Synergistic photodynamic and photothermal therapy (PDT-PTT) has emerged as an appealing effective antitumor approach. However, clinical utilization of PDT-PTT is plagued by aggregation-caused photobleaching, sequential double irradiations, unsatisfying balance between single oxygen (1 O2 ) quantum yield and photothermal conversion efficiency. Here, an anchored tumor-homing cell-penetrating peptide (PEGA-pVEC) and PANI-ES/HMME loaded FRET nanobullet (AHP-P) are reported. Within nanobullet, HMME (donor) and PANI-ES (acceptor) spontaneously form a förster resonance energy transfer (FRET) pair.
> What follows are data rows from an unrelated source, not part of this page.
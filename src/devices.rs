//! Static identification tables for supported NAND arrays
//!
//! Probed chip identifiers are matched against [`CHIP_TABLE`] for die
//! geometry, then the board id built from the probe result selects vendor
//! and interface timing rows. All matching is by exact equality; the
//! tables are part of the compatibility contract and mirror the shipped
//! controller firmware.

/// Length in bytes of the identifier returned by the Read ID command
pub const CHIP_ID_LENGTH: usize = 6;

/// Number of chip-enable positions addressable across both buses
pub const CHIP_COUNT: usize = 16;

/// A NAND chip identifier: the first four id bytes as a little-endian
/// word, plus the extension bytes
#[derive(Clone, Copy, Debug, PartialEq, Eq, Default)]
pub struct ChipId {
    /// First four identifier bytes
    pub id: u32,
    /// Remaining identifier bytes, zero-padded
    pub extension: u32,
}

/// Board identity derived from a probe: bus population plus the chip id
/// and group size of each symmetric chip group
#[derive(Clone, Copy, Debug, PartialEq, Eq, Default)]
pub struct BoardId {
    /// Number of buses with at least one chip
    pub num_buses: u32,
    /// Number of populated symmetric groups
    pub num_symmetric: u32,
    /// Chip id of the first symmetric group
    pub chip_id: ChipId,
    /// Chips per symmetric group, first group
    pub stride: u8,
    /// Chip id of the second symmetric group
    pub chip_id2: ChipId,
    /// Chips per symmetric group, second group
    pub stride2: u8,
}

/// Die geometry keyed by chip id
#[derive(Clone, Copy, Debug)]
pub struct ChipInfo {
    /// Chip id this row applies to (matched on the first four bytes)
    pub chip_id: ChipId,
    /// Erase blocks per chip enable
    pub blocks_per_ce: u16,
    /// Pages per erase block
    pub pages_per_block: u16,
    /// Data bytes per page
    pub bytes_per_page: u16,
    /// Spare bytes per page
    pub bytes_per_spare: u16,
    /// ECC requirement class of the die
    pub ecc_bytes: u16,
    /// Vendor family code
    pub chip_class: u32,
    /// Banks (planes) per chip enable
    pub banks_per_ce: u16,
    /// Index into the symmetric group this die populates
    pub symmetric_index: u16,
}

/// Vendor selection keyed by board id
#[derive(Clone, Copy, Debug)]
pub struct BoardInfo {
    /// Board id this row applies to
    pub board_id: BoardId,
    /// Vendor type reported through the device surface
    pub vendor_type: u16,
    /// Secondary vendor type
    pub vendor_type_alt: u16,
}

/// NAND interface timing keyed by board id, all values in nanoseconds
#[derive(Clone, Copy, Debug)]
pub struct TimingInfo {
    /// Board id this row applies to
    pub board_id: BoardId,
    /// Read cycle time
    pub read_cycle_ns: u8,
    /// RE# pulse width
    pub read_pulse_ns: u8,
    /// RE# high hold time
    pub read_hold_ns: u8,
    /// Write cycle time
    pub write_cycle_ns: u8,
    /// WE# pulse width
    pub write_pulse_ns: u8,
    /// WE# high hold time
    pub write_hold_ns: u8,
    /// Write-to-read turnaround time
    pub turnaround_ns: u8,
    /// Ready-to-data setup time
    pub ready_setup_ns: u8,
}

const fn id(word: u32) -> ChipId {
    ChipId {
        id: word,
        extension: 0,
    }
}

const fn chip(
    chip_id: u32,
    blocks_per_ce: u16,
    pages_per_block: u16,
    bytes_per_page: u16,
    bytes_per_spare: u16,
    ecc_bytes: u16,
    chip_class: u32,
    banks_per_ce: u16,
) -> ChipInfo {
    ChipInfo {
        chip_id: id(chip_id),
        blocks_per_ce,
        pages_per_block,
        bytes_per_page,
        bytes_per_spare,
        ecc_bytes,
        chip_class,
        banks_per_ce,
        symmetric_index: 0,
    }
}

const fn board_id(
    num_buses: u32,
    num_symmetric: u32,
    chip_id: u32,
    stride: u8,
    chip_id2: u32,
    stride2: u8,
) -> BoardId {
    BoardId {
        num_buses,
        num_symmetric,
        chip_id: id(chip_id),
        stride,
        chip_id2: id(chip_id2),
        stride2,
    }
}

const fn board(
    num_buses: u32,
    num_symmetric: u32,
    chip_id: u32,
    stride: u8,
    chip_id2: u32,
    stride2: u8,
    vendor_type: u16,
    vendor_type_alt: u16,
) -> BoardInfo {
    BoardInfo {
        board_id: board_id(num_buses, num_symmetric, chip_id, stride, chip_id2, stride2),
        vendor_type,
        vendor_type_alt,
    }
}

const fn timing(
    num_buses: u32,
    num_symmetric: u32,
    chip_id: u32,
    stride: u8,
    chip_id2: u32,
    stride2: u8,
    t: [u8; 8],
) -> TimingInfo {
    TimingInfo {
        board_id: board_id(num_buses, num_symmetric, chip_id, stride, chip_id2, stride2),
        read_cycle_ns: t[0],
        read_pulse_ns: t[1],
        read_hold_ns: t[2],
        write_cycle_ns: t[3],
        write_pulse_ns: t[4],
        write_hold_ns: t[5],
        turnaround_ns: t[6],
        ready_setup_ns: t[7],
    }
}

/// Die geometry for every supported chip id
pub(crate) static CHIP_TABLE: [ChipInfo; 22] = [
    chip(0x7294D7EC, 0x1038, 0x80, 0x2000, 0x1B4, 0xC, 8, 1),
    chip(0x72D5DEEC, 0x2070, 0x80, 0x2000, 0x1B4, 0xC, 8, 2),
    chip(0x29D5D7EC, 0x2000, 0x80, 0x1000, 0xDA, 8, 2, 2),
    chip(0x2994D5EC, 0x1000, 0x80, 0x1000, 0xDA, 8, 2, 1),
    chip(0xB614D5EC, 0x1000, 0x80, 0x1000, 0x80, 4, 2, 1),
    chip(0xB655D7EC, 0x2000, 0x80, 0x1000, 0x80, 4, 2, 2),
    chip(0xB614D5AD, 0x1000, 0x80, 0x1000, 0x80, 4, 3, 1),
    chip(0x3294E798, 0x1004, 0x80, 0x2000, 0x1C0, 0x10, 1, 1),
    chip(0xBA94D598, 0x1000, 0x80, 0x1000, 0xDA, 8, 1, 1),
    chip(0xBA95D798, 0x2000, 0x80, 0x1000, 0xDA, 8, 1, 2),
    chip(0x3294D798, 0x1034, 0x80, 0x2000, 0x178, 8, 1, 1),
    chip(0x3295DE98, 0x2068, 0x80, 0x2000, 0x178, 8, 1, 2),
    chip(0x3295EE98, 0x2008, 0x80, 0x2000, 0x1C0, 0x18, 1, 2),
    chip(0x3E94D789, 0x2000, 0x80, 0x1000, 0xDA, 0x10, 5, 1),
    chip(0x3ED5D789, 0x2000, 0x80, 0x1000, 0xDA, 8, 6, 2),
    chip(0x3ED5D72C, 0x2000, 0x80, 0x1000, 0xDA, 8, 5, 2),
    chip(0x3E94D72C, 0x2000, 0x80, 0x1000, 0xDA, 0xC, 7, 1),
    chip(0x4604682C, 0x1000, 0x100, 0x1000, 0xE0, 0xC, 7, 1),
    chip(0x3294D745, 0x1000, 0x80, 0x2000, 0x178, 8, 9, 1),
    chip(0x3295DE45, 0x2000, 0x80, 0x2000, 0x178, 8, 9, 2),
    chip(0x32944845, 0x1000, 0x80, 0x2000, 0x1C0, 8, 9, 1),
    chip(0x32956845, 0x2000, 0x80, 0x2000, 0x1C0, 8, 9, 2),
];

/// Vendor selection for every supported board layout
pub(crate) static BOARD_TABLE: [BoardInfo; 33] = [
    board(2, 1, 0x7294D7EC, 2, 0, 0, 1, 1),
    board(2, 1, 0x7294D7EC, 4, 0, 0, 1, 1),
    board(2, 2, 0x7294D7EC, 2, 0x7294D7EC, 2, 1, 1),
    board(2, 1, 0x29D5D7EC, 4, 0, 0, 1, 1),
    board(1, 1, 0xB655D7EC, 4, 0, 0, 1, 1),
    board(2, 1, 0x2994D5EC, 4, 0, 0, 1, 1),
    board(2, 1, 0x72D5DEEC, 4, 0, 0, 1, 1),
    board(1, 1, 0xB614D5EC, 4, 0, 0, 1, 1),
    board(1, 1, 0xBA94D598, 4, 0, 0, 1, 1),
    board(2, 1, 0x3294D798, 2, 0, 0, 1, 1),
    board(2, 1, 0x3294D798, 4, 0, 0, 1, 1),
    board(2, 1, 0x3295DE98, 4, 0, 0, 1, 1),
    board(2, 2, 0x3295DE98, 6, 0x3295DE98, 6, 1, 1),
    board(2, 1, 0x3294E798, 4, 0, 0, 1, 1),
    board(2, 1, 0x3294E798, 2, 0, 0, 1, 1),
    board(2, 1, 0x3295EE98, 4, 0, 0, 1, 1),
    board(1, 1, 0xB614D5AD, 4, 0, 0, 1, 1),
    board(2, 1, 0xB614D5AD, 4, 0, 0, 1, 1),
    board(2, 2, 0xB614D5AD, 4, 0xB614D5AD, 4, 1, 1),
    board(2, 1, 0x3E94D789, 2, 0, 0, 1, 1),
    board(1, 1, 0x3ED5D789, 2, 0, 0, 1, 1),
    board(2, 1, 0x3E94D72C, 2, 0, 0, 1, 1),
    board(2, 1, 0x3E94D72C, 4, 0, 0, 1, 1),
    board(1, 1, 0x3ED5D72C, 2, 0, 0, 1, 1),
    board(2, 1, 0x3294D745, 4, 0, 0, 1, 1),
    board(2, 1, 0x3295DE45, 4, 0, 0, 1, 1),
    board(2, 2, 0xBA95D798, 4, 0xBA95D798, 4, 1, 1),
    board(2, 1, 0x4604682C, 2, 0, 0, 1, 1),
    board(2, 1, 0x4604682C, 4, 0, 0, 1, 1),
    board(2, 2, 0x4604682C, 4, 0x4604682C, 4, 1, 1),
    board(2, 1, 0x3294D745, 4, 0, 0, 1, 1),
    board(2, 1, 0x32944845, 4, 0, 0, 17, 21),
    board(2, 1, 0x32956845, 4, 0, 0, 17, 21),
];

/// NAND interface timing for every supported board layout
pub(crate) static TIMING_TABLE: [TimingInfo; 32] = [
    timing(2, 1, 0x7294D7EC, 2, 0, 0, [0x1E, 0xF, 0xA, 0x1E, 0xF, 0xA, 0x19, 0xF]),
    timing(2, 1, 0x7294D7EC, 4, 0, 0, [0x1E, 0xF, 0xA, 0x1E, 0xF, 0xA, 0x19, 0xF]),
    timing(2, 2, 0x7294D7EC, 2, 0x7294D7EC, 2, [0x1E, 0xF, 0xA, 0x1E, 0xF, 0xA, 0x19, 0xF]),
    timing(2, 1, 0x72D5DEEC, 4, 0, 0, [0x1E, 0xF, 0xA, 0x1E, 0xF, 0xA, 0x14, 0xF]),
    timing(2, 1, 0x29D5D7EC, 4, 0, 0, [0x1E, 0xF, 0xA, 0x1E, 0xF, 0xA, 0x14, 0xF]),
    timing(2, 1, 0x2994D5EC, 4, 0, 0, [0x1E, 0xF, 0xA, 0x1E, 0xF, 0xA, 0x14, 0xF]),
    timing(1, 1, 0xB614D5EC, 4, 0, 0, [0x19, 0xC, 0x5, 0x1E, 0x14, 0xA, 0x14, 0xF]),
    timing(1, 1, 0xB655D7EC, 4, 0, 0, [0x2D, 0x19, 0xF, 0x32, 0x19, 0xF, 0x1E, 0xF]),
    timing(1, 1, 0xB614D5AD, 4, 0, 0, [0x19, 0xC, 0xA, 0x19, 0xC, 0xA, 0x14, 0xF]),
    timing(2, 1, 0xB614D5AD, 4, 0, 0, [0x19, 0xC, 0xA, 0x19, 0xC, 0xA, 0x14, 0xF]),
    timing(2, 2, 0xB614D5AD, 4, 0xB614D5AD, 4, [0x19, 0xC, 0xA, 0x19, 0xC, 0xA, 0x14, 0xF]),
    timing(2, 1, 0x3294D798, 2, 0, 0, [0x19, 0xC, 0xA, 0x19, 0xC, 0xA, 0x14, 0x19]),
    timing(2, 1, 0x3294D798, 4, 0, 0, [0x19, 0xC, 0xA, 0x19, 0xC, 0xA, 0x14, 0x19]),
    timing(1, 1, 0xBA94D598, 4, 0, 0, [0x1E, 0xF, 0xA, 0x1E, 0xF, 0xF, 0x19, 0x1E]),
    timing(2, 2, 0xBA95D798, 4, 0xBA95D798, 4, [0x1E, 0xF, 0xA, 0x1E, 0xF, 0xF, 0x19, 0x1E]),
    timing(2, 1, 0x3295DE98, 4, 0, 0, [0x19, 0xC, 0xA, 0x19, 0xC, 0xA, 0x14, 0x19]),
    timing(2, 2, 0x3295DE98, 6, 0x3295DE98, 6, [0x19, 0xC, 0xA, 0x19, 0xC, 0xA, 0x14, 0x19]),
    timing(2, 1, 0x3294E798, 4, 0, 0, [0x19, 0xC, 0xA, 0x19, 0xC, 0xA, 0x14, 0x19]),
    timing(2, 1, 0x3295EE98, 4, 0, 0, [0x19, 0xC, 0xA, 0x19, 0xC, 0xA, 0x14, 0x19]),
    timing(1, 1, 0x3ED5D789, 2, 0, 0, [0x19, 0xA, 0xF, 0x19, 0xA, 0xF, 0x14, 0xF]),
    timing(2, 1, 0x3E94D789, 2, 0, 0, [0x14, 0xA, 0x7, 0x14, 0xA, 0x7, 0x10, 0xF]),
    timing(1, 1, 0x3ED5D72C, 2, 0, 0, [0x19, 0xA, 0xF, 0x19, 0xA, 0xF, 0x14, 0xF]),
    timing(2, 1, 0x3E94D72C, 4, 0, 0, [0x14, 0xA, 0x7, 0x14, 0xA, 0x7, 0x10, 0xF]),
    timing(2, 1, 0x3E94D72C, 2, 0, 0, [0x14, 0xA, 0x7, 0x14, 0xA, 0x7, 0x10, 0xF]),
    timing(2, 1, 0x4604682C, 2, 0, 0, [0x19, 0xC, 0xA, 0x19, 0xC, 0xA, 0x14, 0xF]),
    timing(2, 1, 0x4604682C, 4, 0, 0, [0x19, 0xC, 0xA, 0x19, 0xC, 0xA, 0x14, 0xF]),
    timing(2, 2, 0x4604682C, 4, 0x4604682C, 4, [0x19, 0xC, 0xA, 0x19, 0xC, 0xA, 0x14, 0xF]),
    timing(2, 1, 0x3294E798, 2, 0, 0, [0x19, 0xC, 0xA, 0x19, 0xC, 0xA, 0x14, 0x19]),
    timing(2, 1, 0x3294D745, 4, 0, 0, [0x19, 0xC, 0xA, 0x19, 0xC, 0xA, 0x14, 0x1E]),
    timing(2, 1, 0x3295DE45, 4, 0, 0, [0x19, 0xC, 0xA, 0x19, 0xC, 0xA, 0x14, 0x1E]),
    timing(2, 1, 0x32944845, 4, 0, 0, [0x19, 0xC, 0xA, 0x19, 0xC, 0xA, 0x14, 0x19]),
    timing(2, 1, 0x32956845, 4, 0, 0, [0x19, 0xC, 0xA, 0x19, 0xC, 0xA, 0x14, 0x19]),
];

/// Controller-side signal delays, indices 3..7 are the output, pad,
/// sample and strobe delays in nanoseconds fed into timing derivation
pub(crate) static CONTROLLER_DELAYS: [u8; 8] = [1, 1, 1, 10, 6, 3, 3, 0];

/// Chip-enable masks defining the symmetric groups, zero-terminated
pub(crate) static SYMMETRIC_MASKS: [u32; 3] = [0xF0F, 0, 0];

/// Metadata bytes exposed per logical page
pub(crate) const META_PER_LOGICAL_PAGE: u32 = 0xC;

/// ECC-covered metadata bytes transferred per physical page
pub(crate) const NUM_ECC_BYTES: u32 = 0xA;

/// Metadata format selector reported through the device surface
pub(crate) const META_FORMAT: u32 = 0;

/// Looks up die geometry by the first four bytes of a chip id
pub(crate) fn find_chip_info(id_word: u32) -> Option<&'static ChipInfo> {
    let mut found = None;
    for ci in CHIP_TABLE.iter() {
        if ci.chip_id.id == id_word {
            found = Some(ci);
        }
    }
    found
}

/// Looks up vendor information by exact board id
pub(crate) fn find_board_info(board_id: &BoardId) -> Option<&'static BoardInfo> {
    let mut found = None;
    for bi in BOARD_TABLE.iter() {
        if bi.board_id == *board_id {
            found = Some(bi);
        }
    }
    found
}

/// Looks up interface timing by exact board id
pub(crate) fn find_timing_info(board_id: &BoardId) -> Option<&'static TimingInfo> {
    let mut found = None;
    for ti in TIMING_TABLE.iter() {
        if ti.board_id == *board_id {
            found = Some(ti);
        }
    }
    found
}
Upon 660 nm laser irradiation, HMME convert near-infrared fluorescence (NIRF) to PANI, thus produce FRET-amplified photoacoustic imaging guided PTT. In addition, AHP-P with pH-sensitivity can gradually release HMME within acidic tumor environment, boosts the 1 O2 regeneration alongside with highly efficient photothermal conversion for photoinduced cancer PTT-PDT. Furthermore, the AHP-P nanobullet can home in on the tumor site and penetrate into cytoplasm through PEGA-pVEC, inducing remarkable tumor regression with an ≈80% tumor volume reduction and decreased skin phototoxicity in vivo during FRET-amplified PTT-PDT.